Your goal: Within the listing below, determine how many lines hold the word "join". Give the number with no commentary.

Records shown:
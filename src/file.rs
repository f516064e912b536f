use std::{fs::File, io::{BufReader, Read}, path::{Path, PathBuf}};
use serde_json::Value;
use crate::error::{AppError, Result};

/// A parsed document plus the name and directory its saved searches use.
#[derive(Debug)]
pub struct Document {
    pub root: Value,
    pub source_name: String,
    pub store_dir: PathBuf,
}

pub const STDIN_SOURCE: &str = "stdin";

pub fn open_file(path: &Path) -> Result<Document> {
    if !path.exists() {
        return Err(AppError::MissingFile(path.to_path_buf()));
    }
    if !path.is_file() {
        return Err(AppError::NotAFile(path.to_path_buf()));
    }
    let f = File::open(path)?;
    let root = read_json(BufReader::new(f))?;

    let source_name = path
        .file_stem()
        .map(|s| s.to_string_lossy().into_owned())
        .unwrap_or_else(|| STDIN_SOURCE.to_string());
    let store_dir = path
        .parent()
        .map(Path::to_path_buf)
        .unwrap_or_default();

    tracing::debug!(path = %path.display(), source = %source_name, "loaded document");
    Ok(Document { root, source_name, store_dir })
}

pub fn open_reader<R: Read>(reader: R) -> Result<Document> {
    let root = read_json(BufReader::new(reader))?;
    Ok(Document {
        root,
        source_name: STDIN_SOURCE.to_string(),
        store_dir: PathBuf::new(),
    })
}

fn read_json<R: Read>(reader: R) -> Result<Value> {
    serde_json::from_reader(reader).map_err(AppError::from)
}

#[cfg(test)]
mod tests {
    use super::*;
    use tempfile::tempdir;

    #[test]
    fn file_source_uses_stem_and_parent() {
        let dir = tempdir().unwrap();
        let path = dir.path().join("inventory.json");
        std::fs::write(&path, r#"{"items": [1, 2]}"#).unwrap();

        let doc = open_file(&path).unwrap();
        assert_eq!(doc.source_name, "inventory");
        assert_eq!(doc.store_dir, dir.path());
        assert_eq!(doc.root["items"][1], 2);
    }

    #[test]
    fn missing_file_is_reported() {
        let dir = tempdir().unwrap();
        let err = open_file(&dir.path().join("absent.json")).unwrap_err();
        assert!(matches!(err, AppError::MissingFile(_)));
    }

    #[test]
    fn directory_is_not_a_file() {
        let dir = tempdir().unwrap();
        let err = open_file(dir.path()).unwrap_err();
        assert!(matches!(err, AppError::NotAFile(_)));
    }

    #[test]
    fn malformed_input_is_a_parse_error() {
        let err = open_reader("{\"a\": ".as_bytes()).unwrap_err();
        assert!(matches!(err, AppError::Parse(_)));
    }

    #[test]
    fn reader_source_is_stdin() {
        let doc = open_reader("[true]".as_bytes()).unwrap();
        assert_eq!(doc.source_name, STDIN_SOURCE);
        assert_eq!(doc.store_dir, PathBuf::new());
    }
}
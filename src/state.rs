use std::io::{self, Write};

use serde_json::Value;

use crate::command::Command;
use crate::filter;
use crate::output;
use crate::path::resolve;
use crate::search::search;
use crate::store::SessionStore;
use crate::tree::{index, AddressSpace};
use crate::types::{Flow, SearchRecord};

pub const FAREWELL: &str = "JSON browser session ended.";

/// Format of the session timestamp embedded in store file names.
pub const SESSION_TS_FORMAT: &str = "%Y%m%d_%H%M%S";

pub fn session_timestamp() -> String {
    chrono::Local::now().format(SESSION_TS_FORMAT).to_string()
}

// latest `/k` results, until `/ks`
#[derive(Debug, Default)]
struct PendingSearch {
    term: String,
    records: Vec<SearchRecord>,
}

/// Everything one interactive run works on. The document is borrowed and
/// never changes; the address space is built once.
pub struct Session<'a> {
    root: &'a Value,
    space: AddressSpace<'a>,
    store: SessionStore,
    pending: Option<PendingSearch>,
}

impl<'a> Session<'a> {
    pub fn new(root: &'a Value, store: SessionStore) -> Self {
        Self {
            root,
            space: index(root),
            store,
            pending: None,
        }
    }

    pub fn address_space(&self) -> &AddressSpace<'a> {
        &self.space
    }

    pub fn store(&self) -> &SessionStore {
        &self.store
    }

    pub fn pending_term(&self) -> Option<&str> {
        self.pending.as_ref().map(|p| p.term.as_str())
    }

    /// Run one command, writing everything it shows to `out`.
    pub fn execute<W: Write>(&mut self, command: Command, out: &mut W) -> io::Result<Flow> {
        match command {
            Command::Empty => {}
            Command::Exit => {
                writeln!(out, "{}", output::notice("Exiting."))?;
                return Ok(Flow::Exit);
            }
            Command::Help => writeln!(out, "{}", output::help())?,
            Command::Depth(depth) => {
                let paths = filter::at_depth(&self.space, depth);
                list_paths(out, &paths)?;
            }
            Command::All => {
                let paths = filter::all(&self.space);
                list_paths(out, &paths)?;
            }
            Command::Prefix(prefix) => {
                let paths = filter::with_prefix(&self.space, &prefix);
                list_paths(out, &paths)?;
            }
            Command::Filter { word, case_sensitive } => {
                let paths = filter::filter(&self.space, &word, case_sensitive);
                if paths.is_empty() {
                    writeln!(out, "{}", output::error("No matching results."))?;
                }
                for path in paths {
                    writeln!(out, "{}", output::highlighted_path(path, &word, case_sensitive))?;
                }
            }
            Command::Search(term) => self.search(term, out)?,
            Command::SaveSearch => self.save_search(out)?,
            Command::ListSaved => self.list_saved(out)?,
            Command::Print(path) => match resolve(self.root, &path) {
                Some(value) => writeln!(out, "{}", output::node(value))?,
                None => writeln!(out, "{}", output::error("Invalid path."))?,
            },
            Command::Usage(usage) => {
                writeln!(out, "{}", output::error(&format!("Usage: {usage}")))?;
            }
        }
        Ok(Flow::Continue)
    }

    fn search<W: Write>(&mut self, term: String, out: &mut W) -> io::Result<()> {
        let records = search(&self.space, &term);
        if records.is_empty() {
            writeln!(out, "{}", output::error("No matching results."))?;
        }
        for record in &records {
            writeln!(out, "{}", output::search_hit(record, &term))?;
        }
        self.pending = Some(PendingSearch { term, records });
        Ok(())
    }

    fn save_search<W: Write>(&mut self, out: &mut W) -> io::Result<()> {
        let Some(pending) = self.pending.take().filter(|p| !p.records.is_empty()) else {
            writeln!(out, "{}", output::error("No search results to save. Run /k TERM first."))?;
            return Ok(());
        };

        match self.store.append(&pending.records) {
            Ok(total) => {
                let message = format!(
                    "Saved {} result(s) for '{}' to {} ({} total).",
                    pending.records.len(),
                    pending.term,
                    self.store.file().display(),
                    total
                );
                writeln!(out, "{}", output::notice(&message))?;
            }
            Err(e) => {
                tracing::warn!(error = %e, "could not save search results");
                writeln!(out, "{}", output::error(&e.to_string()))?;
                self.pending = Some(pending);
            }
        }
        Ok(())
    }

    fn list_saved<W: Write>(&self, out: &mut W) -> io::Result<()> {
        match self.store.load() {
            Ok(Some(records)) => {
                for record in &records {
                    writeln!(out, "{}", output::saved_record(record))?;
                }
            }
            Ok(None) => {
                writeln!(out, "{}", output::error("No saved JSON data found for the current session."))?;
            }
            Err(e) => {
                tracing::warn!(error = %e, "saved data is unreadable");
                writeln!(out, "{}", output::error(&e.to_string()))?;
            }
        }
        Ok(())
    }
}

fn list_paths<W: Write>(out: &mut W, paths: &[&str]) -> io::Result<()> {
    if paths.is_empty() {
        writeln!(out, "{}", output::error("No matching results."))?;
    }
    for path in paths {
        writeln!(out, "{}", output::path_line(path))?;
    }
    Ok(())
}

#[cfg(test)]
mod tests {
    use super::*;
    use crate::command::parse;
    use serde_json::json;
    use tempfile::{tempdir, TempDir};

    fn run(session: &mut Session<'_>, line: &str) -> (Flow, String) {
        colored::control::set_override(false);
        let mut out = Vec::new();
        let flow = session.execute(parse(line), &mut out).unwrap();
        (flow, String::from_utf8(out).unwrap())
    }

    fn fixture() -> (Value, TempDir) {
        (json!({"a": {"b": [1, 2, {"c": "foo"}]}, "name": "Foo Bar"}), tempdir().unwrap())
    }

    #[test]
    fn lists_by_depth_and_prefix() {
        let (doc, dir) = fixture();
        let mut session = Session::new(&doc, SessionStore::new(dir.path(), "doc", "ts"));
        assert_eq!(run(&mut session, "?").1, "a\nname\n");
        assert_eq!(run(&mut session, "?.?").1, "a\na.b\na.b[0]\na.b[1]\na.b[2]\nname\n");
        assert_eq!(run(&mut session, "a.b[2]?").1, "a.b[2]\na.b[2].c\n");
        assert_eq!(run(&mut session, "zzz?").1, "No matching results.\n");
    }

    #[test]
    fn prints_resolved_values_and_rejects_bad_paths() {
        let (doc, dir) = fixture();
        let mut session = Session::new(&doc, SessionStore::new(dir.path(), "doc", "ts"));
        assert_eq!(run(&mut session, "/p a.b[2]").1, "{\n    \"c\": \"foo\"\n}\n");
        assert_eq!(run(&mut session, "a.b[0]").1, "1\n");
        let (flow, text) = run(&mut session, "a.b[5]");
        assert_eq!(flow, Flow::Continue);
        assert_eq!(text, "Invalid path.\n");
    }

    #[test]
    fn search_is_only_persisted_on_save() {
        let (doc, dir) = fixture();
        let mut session = Session::new(&doc, SessionStore::new(dir.path(), "doc", "ts"));

        let (_, text) = run(&mut session, "/k foo");
        assert!(text.contains("Path: a.b[2].c"));
        assert!(text.contains("Path: name"));
        assert_eq!(session.pending_term(), Some("foo"));
        assert!(!session.store().file().exists());

        let (_, text) = run(&mut session, "/ks");
        assert!(text.starts_with("Saved 5 result(s) for 'foo'"));
        assert_eq!(session.store().load().unwrap().unwrap().len(), 5);

        let (_, text) = run(&mut session, "/ks");
        assert!(text.starts_with("No search results to save."));
        assert_eq!(session.store().load().unwrap().unwrap().len(), 5);
    }

    #[test]
    fn list_saved_replays_store() {
        let (doc, dir) = fixture();
        let mut session = Session::new(&doc, SessionStore::new(dir.path(), "doc", "ts"));

        assert_eq!(
            run(&mut session, "/kl").1,
            "No saved JSON data found for the current session.\n"
        );
        run(&mut session, "/k bar");
        run(&mut session, "/ks");
        assert_eq!(
            run(&mut session, "/kl").1,
            "Path: name\nTag: name\nValue: \"Foo Bar\"\n\n"
        );
    }

    #[test]
    fn corrupt_store_does_not_end_session() {
        let (doc, dir) = fixture();
        let store = SessionStore::new(dir.path(), "doc", "ts");
        std::fs::write(store.file(), "[{").unwrap();
        let mut session = Session::new(&doc, store);

        let (flow, text) = run(&mut session, "/kl");
        assert_eq!(flow, Flow::Continue);
        assert!(text.contains("is not valid"));

        run(&mut session, "/k foo");
        let (flow, text) = run(&mut session, "/ks");
        assert_eq!(flow, Flow::Continue);
        assert!(text.contains("is not valid"));
        assert_eq!(session.pending_term(), Some("foo"));
    }

    #[test]
    fn filters_highlight_without_color() {
        let (doc, dir) = fixture();
        let mut session = Session::new(&doc, SessionStore::new(dir.path(), "doc", "ts"));
        assert_eq!(run(&mut session, "/f B").1, "a.b\na.b[0]\na.b[1]\na.b[2]\na.b[2].c\n");
        assert_eq!(run(&mut session, "/F B").1, "No matching results.\n");
    }

    #[test]
    fn exit_command_stops() {
        let (doc, dir) = fixture();
        let mut session = Session::new(&doc, SessionStore::new(dir.path(), "doc", "ts"));
        assert_eq!(run(&mut session, "%"), (Flow::Exit, "Exiting.\n".to_string()));
    }
}
use std::collections::HashMap;

use serde_json::Value;

/// Flattened view of a document: every non-root node keyed by its path,
/// kept in pre-order traversal order.
#[derive(Debug, Default)]
pub struct AddressSpace<'a> {
    entries: Vec<(String, &'a Value)>,
    positions: HashMap<String, usize>,
}

impl<'a> AddressSpace<'a> {
    pub fn len(&self) -> usize {
        self.entries.len()
    }

    pub fn is_empty(&self) -> bool {
        self.entries.is_empty()
    }

    pub fn get(&self, path: &str) -> Option<&'a Value> {
        self.positions.get(path).map(|&i| self.entries[i].1)
    }

    // traversal order
    pub fn iter(&self) -> impl Iterator<Item = (&str, &'a Value)> + '_ {
        self.entries.iter().map(|(p, v)| (p.as_str(), *v))
    }

    pub fn paths(&self) -> impl Iterator<Item = &str> + '_ {
        self.entries.iter().map(|(p, _)| p.as_str())
    }

    fn insert(&mut self, path: String, value: &'a Value) {
        self.positions.insert(path.clone(), self.entries.len());
        self.entries.push((path, value));
    }
}

/// Walk `root` once and collect every descendant under its path.
pub fn index(root: &Value) -> AddressSpace<'_> {
    let mut space = AddressSpace::default();
    walk(root, None, &mut space);
    tracing::debug!(paths = space.len(), "indexed document");
    space
}

// `parent` is None only for the root, so an empty key still gets its dot
fn walk<'a>(value: &'a Value, parent: Option<&str>, space: &mut AddressSpace<'a>) {
    match value {
        Value::Object(map) => {
            for (key, child) in map.iter() {
                let child_path = match parent {
                    None => key.clone(),
                    Some(parent) => format!("{}.{}", parent, key),
                };
                space.insert(child_path.clone(), child);
                walk(child, Some(&child_path), space);
            }
        }
        Value::Array(arr) => {
            for (index, item) in arr.iter().enumerate() {
                let child_path = format!("{}[{}]", parent.unwrap_or(""), index);
                space.insert(child_path.clone(), item);
                walk(item, Some(&child_path), space);
            }
        }
        Value::String(_) | Value::Number(_) | Value::Bool(_) | Value::Null => {}
    }
}

/// Last `.` segment of a path, used as a short label.
pub fn tag(path: &str) -> &str {
    path.rsplit('.').next().unwrap_or(path)
}

/// Number of `.` segments; array brackets do not add levels.
pub fn depth(path: &str) -> usize {
    path.split('.').count()
}

/// Text a value is matched against: raw text for strings, the JSON literal
/// for other scalars. Containers keep JSON punctuation but their keys and
/// strings are written unescaped, so a term matching a leaf also matches
/// every container above it.
pub fn render_value(value: &Value) -> String {
    match value {
        Value::String(s) => s.clone(),
        Value::Number(_) | Value::Bool(_) | Value::Null => value.to_string(),
        Value::Object(_) | Value::Array(_) => {
            let mut out = String::new();
            write_raw(value, &mut out);
            out
        }
    }
}

fn write_raw(value: &Value, out: &mut String) {
    match value {
        Value::String(s) => {
            out.push('"');
            out.push_str(s);
            out.push('"');
        }
        Value::Number(n) => out.push_str(&n.to_string()),
        Value::Bool(b) => out.push_str(if *b { "true" } else { "false" }),
        Value::Null => out.push_str("null"),
        Value::Array(arr) => {
            out.push('[');
            for (i, item) in arr.iter().enumerate() {
                if i > 0 {
                    out.push(',');
                }
                write_raw(item, out);
            }
            out.push(']');
        }
        Value::Object(map) => {
            out.push('{');
            for (i, (key, child)) in map.iter().enumerate() {
                if i > 0 {
                    out.push(',');
                }
                out.push('"');
                out.push_str(key);
                out.push_str("\":");
                write_raw(child, out);
            }
            out.push('}');
        }
    }
}

pub fn text_matches(text: &str, query: &str, case_sensitive: bool) -> bool {
    if case_sensitive {
        text.contains(query)
    } else {
        text.to_lowercase().contains(&query.to_lowercase())
    }
}
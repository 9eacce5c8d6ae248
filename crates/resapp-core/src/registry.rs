use crate::{ConnectorFactory, Error, Result};
use std::collections::HashMap;
use std::sync::Arc;

/// Registry of connector factories, keyed by connector type name. Statically
/// linked plugins register themselves here at host startup.
pub struct Registry {
    factories: HashMap<String, Arc<dyn ConnectorFactory>>,
}

impl Registry {
    pub fn new() -> Self {
        Self {
            factories: HashMap::new(),
        }
    }

    /// Register a connector factory under its own name.
    pub fn register(&mut self, factory: Arc<dyn ConnectorFactory>) {
        let name = factory.name().to_string();
        self.factories.insert(name, factory);
    }

    /// Look up a connector factory by type name.
    pub fn factory(&self, name: &str) -> Result<Arc<dyn ConnectorFactory>> {
        self.factories
            .get(name)
            .cloned()
            .ok_or_else(|| Error::Configuration(format!("Connector factory '{}' not found", name)))
    }

    /// List all registered connector types.
    pub fn list(&self) -> Vec<String> {
        self.factories.keys().cloned().collect()
    }
}

impl Default for Registry {
    fn default() -> Self {
        Self::new()
    }
}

Answer space: 2